Here are a few ramblings to give my take on the bit/torque reaction thing,

When you approach bottom just before touching bottom is the best time to get a “benchmark” for the system (less bit torque).

As the bit touches bottom, first of all the most important variable is string RPM as this translates to cutter speed. Any cutter needs a dwell time to apply weight, fracture the formation and start the beginning of the “furrow” into the formation. The slower the speed (generally) the more time to develop the formation fail and the deeper the furrow. I think bit people would call this crack initiation and crack propagation.

Once the initial contact is made, then Weight on Bit becomes important as this is the parameter that governs depth of cut. Deeper cut exposes more of the “wall” ahead of the cutter and so requires more torque to progress. Now the fancy bit design elements such as chip breakers, rake angles etc come into play and the subject of cutter efficiency becomes a whole new topic of discussion.

So in a nutshell, I would say that the torque demand from a given bit in a given situation is dependent upon a host of variables. When I model in Torque and Drag programs I normally include a bit torque of 1000 ft/lbs. There is no magic formula behind this figure, it merely gives me a figure to start with. Once actual drilling for a specific bit/formation is underway the daily reports give me actual data and allow me to calibrate the model more realistically (notice the use of the word realistically as opposed to accurately, as in any given situation there will be a certain amount of masking effect from the drill-string dynamics).

As for reaming, this also demands torque but the cutters here are doing work that is out with their initial design spec. For this reason when reaming, I always like to maximise on flow (to maximise the cooling effects of the cutters), and reduce RPM (minimise friction effects of a higher cutter speed).

Again in a reaming situation the torque demand is the product of a lot of variables. A hard formation, for example, may tend to fracture (due to its brittle nature) and fail ahead of the PDC cutter.

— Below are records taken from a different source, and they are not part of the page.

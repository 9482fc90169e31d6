//! Stratus Server - HTTP surface for the data plane
//!
//! A hyper 1.x server exposing the namespace, upload and download services
//! under `/files`. Identity arrives pre-resolved in the `x-stratus-owner`
//! header (the auth layer lives in front of this process); every response
//! rides the `{code, message, data}` envelope except raw ZIP and stream
//! bodies.

pub mod limit;
pub mod response;
pub mod router;
pub mod server;
pub mod state;

pub use server::run;
pub use state::AppState;
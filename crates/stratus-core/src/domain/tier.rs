//! Service tiers
//!
//! The tier scales the per-connection download rate and caps its maximum.
//! It is resolved by the out-of-scope auth layer and handed to the download
//! engine alongside the owner id.

use serde::{Deserialize, Serialize};

const MIB: u64 = 1024 * 1024;

/// Subscription tier of the requesting owner
#[derive(Debug, Clone, Copy, PartialEq, Eq, Default, Serialize, Deserialize)]
#[serde(rename_all = "lowercase")]
pub enum Tier {
    #[default]
    Free,
    Vip,
    Svip,
}

impl Tier {
    /// Multiplier applied to the length-derived base rate.
    pub fn multiplier(self) -> f64 {
        match self {
            Tier::Free => 1.0,
            Tier::Vip => 2.0,
            Tier::Svip => 3.0,
        }
    }

    /// Hard ceiling on the per-connection rate, bytes per second.
    pub fn max_rate(self) -> u64 {
        match self {
            Tier::Free => 5 * MIB,
            Tier::Vip => 10 * MIB,
            Tier::Svip => 15 * MIB,
        }
    }

    /// Parses the tier header value; unknown values fall back to Free.
    pub fn parse_lossy(s: &str) -> Self {
        match s.trim().to_ascii_lowercase().as_str() {
            "vip" => Tier::Vip,
            "svip" => Tier::Svip,
            _ => Tier::Free,
        }
    }
}
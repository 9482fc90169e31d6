//! Configuration module for Stratus.
//!
//! Typed configuration structs mapping to the YAML configuration file, with
//! loading, defaults and validation. The server binary loads this once at
//! boot; nothing re-reads configuration at runtime.

use std::path::{Path, PathBuf};

use serde::{Deserialize, Serialize};

const MIB: u64 = 1024 * 1024;

/// Top-level configuration for the Stratus data plane.
#[derive(Debug, Clone, Default, Serialize, Deserialize)]
#[serde(default)]
pub struct Config {
    pub server: ServerConfig,
    pub database: DatabaseConfig,
    pub object_store: ObjectStoreConfig,
    pub transfer: TransferConfig,
}

/// HTTP listener settings.
#[derive(Debug, Clone, Serialize, Deserialize)]
#[serde(default)]
pub struct ServerConfig {
    /// Address to bind, e.g. `127.0.0.1:8080`.
    pub bind: String,
    /// Per-owner request budget for the governor middleware.
    pub requests_per_minute: u32,
}

impl Default for ServerConfig {
    fn default() -> Self {
        Self {
            bind: "127.0.0.1:8080".to_string(),
            requests_per_minute: 600,
        }
    }
}

/// Metadata store settings.
#[derive(Debug, Clone, Serialize, Deserialize)]
#[serde(default)]
pub struct DatabaseConfig {
    /// Path of the SQLite database file.
    pub path: PathBuf,
}

impl Default for DatabaseConfig {
    fn default() -> Self {
        Self {
            path: PathBuf::from("stratus.db"),
        }
    }
}

/// S3-compatible object store settings.
#[derive(Debug, Clone, Serialize, Deserialize)]
#[serde(default)]
pub struct ObjectStoreConfig {
    /// Endpoint URL, e.g. `http://127.0.0.1:9000` for MinIO.
    pub endpoint: String,
    pub region: String,
    pub access_key: String,
    pub secret_key: String,
    /// Bucket holding user file content and upload chunks.
    pub file_bucket: String,
    /// Bucket holding user assets (avatars); untouched by the data plane.
    pub user_bucket: String,
    /// Lifetime of presigned upload URLs, seconds.
    pub presign_put_ttl_secs: u64,
    /// Lifetime of presigned download links, seconds.
    pub download_link_ttl_secs: u64,
}

impl Default for ObjectStoreConfig {
    fn default() -> Self {
        Self {
            endpoint: "http://127.0.0.1:9000".to_string(),
            region: "us-east-1".to_string(),
            access_key: String::new(),
            secret_key: String::new(),
            file_bucket: "cloud-file".to_string(),
            user_bucket: "cloud-user".to_string(),
            presign_put_ttl_secs: 3600,
            download_link_ttl_secs: 24 * 3600,
        }
    }
}

/// Streaming transfer settings.
#[derive(Debug, Clone, Serialize, Deserialize)]
#[serde(default)]
pub struct TransferConfig {
    /// Process-wide egress budget shared by all download streams.
    pub global_bytes_per_sec: u64,
    /// Upper bound on an in-memory ZIP assembly.
    pub zip_max_bytes: u64,
}

impl Default for TransferConfig {
    fn default() -> Self {
        Self {
            global_bytes_per_sec: 100 * MIB,
            zip_max_bytes: 256 * MIB,
        }
    }
}

impl Config {
    /// Load configuration from a YAML file at `path`.
    pub fn load(path: &Path) -> anyhow::Result<Self> {
        let content = std::fs::read_to_string(path)?;
        let config: Config = serde_yaml::from_str(&content)?;
        config.validate()?;
        Ok(config)
    }

    /// Try to load from `path`; fall back to [`Config::default`] on any error.
    pub fn load_or_default(path: &Path) -> Self {
        Self::load(path).unwrap_or_default()
    }

    fn validate(&self) -> anyhow::Result<()> {
        if self.transfer.global_bytes_per_sec == 0 {
            anyhow::bail!("transfer.global_bytes_per_sec must be positive");
        }
        if self.object_store.file_bucket.is_empty() {
            anyhow::bail!("object_store.file_bucket must be set");
        }
        if self.server.requests_per_minute == 0 {
            anyhow::bail!("server.requests_per_minute must be positive");
        }
        Ok(())
    }
}

#[cfg(test)]
mod tests {
    use std::io::Write;

    use super::*;

    #[test]
    fn test_defaults() {
        let config = Config::default();
        assert_eq!(config.server.bind, "127.0.0.1:8080");
        assert_eq!(config.object_store.file_bucket, "cloud-file");
        assert_eq!(config.object_store.presign_put_ttl_secs, 3600);
        assert_eq!(config.transfer.global_bytes_per_sec, 100 * MIB);
    }

    #[test]
    fn test_load_partial_yaml() {
        let mut file = tempfile::NamedTempFile::new().unwrap();
        write!(
            file,
            "server:\n  bind: 0.0.0.0:9999\nobject_store:\n  file_bucket: my-files\n"
        )
        .unwrap();

        let config = Config::load(file.path()).unwrap();
        assert_eq!(config.server.bind, "0.0.0.0:9999");
        assert_eq!(config.object_store.file_bucket, "my-files");
        // untouched sections keep their defaults
        assert_eq!(config.database.path, PathBuf::from("stratus.db"));
    }

    #[test]
    fn test_load_rejects_zero_global_rate() {
        let mut file = tempfile::NamedTempFile::new().unwrap();
        write!(file, "transfer:\n  global_bytes_per_sec: 0\n").unwrap();
        assert!(Config::load(file.path()).is_err());
    }

    #[test]
    fn test_load_or_default_on_missing_file() {
        let config = Config::load_or_default(Path::new("/definitely/not/here.yml"));
        assert_eq!(config.server.requests_per_minute, 600);
    }
}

Reaming would typically be less torque than drilling (simply because the volume of rock being encountered is less), but the torque “signature” could be completely different with reaming producing more cyclic and erratic torque from the bit.

For further reading, I would suggest;

SPE-17191-MS

SPE-26492-MS

JCPT paper 2007-082

Cheers............Chris
Augusto
Consultant [retired Shell staff]
SPREADAssociates
Total Posts: 240
Join Date: 02/09/05

I can give you but an indirect answer. Have you tried the API Diamond bit make up torque work group?.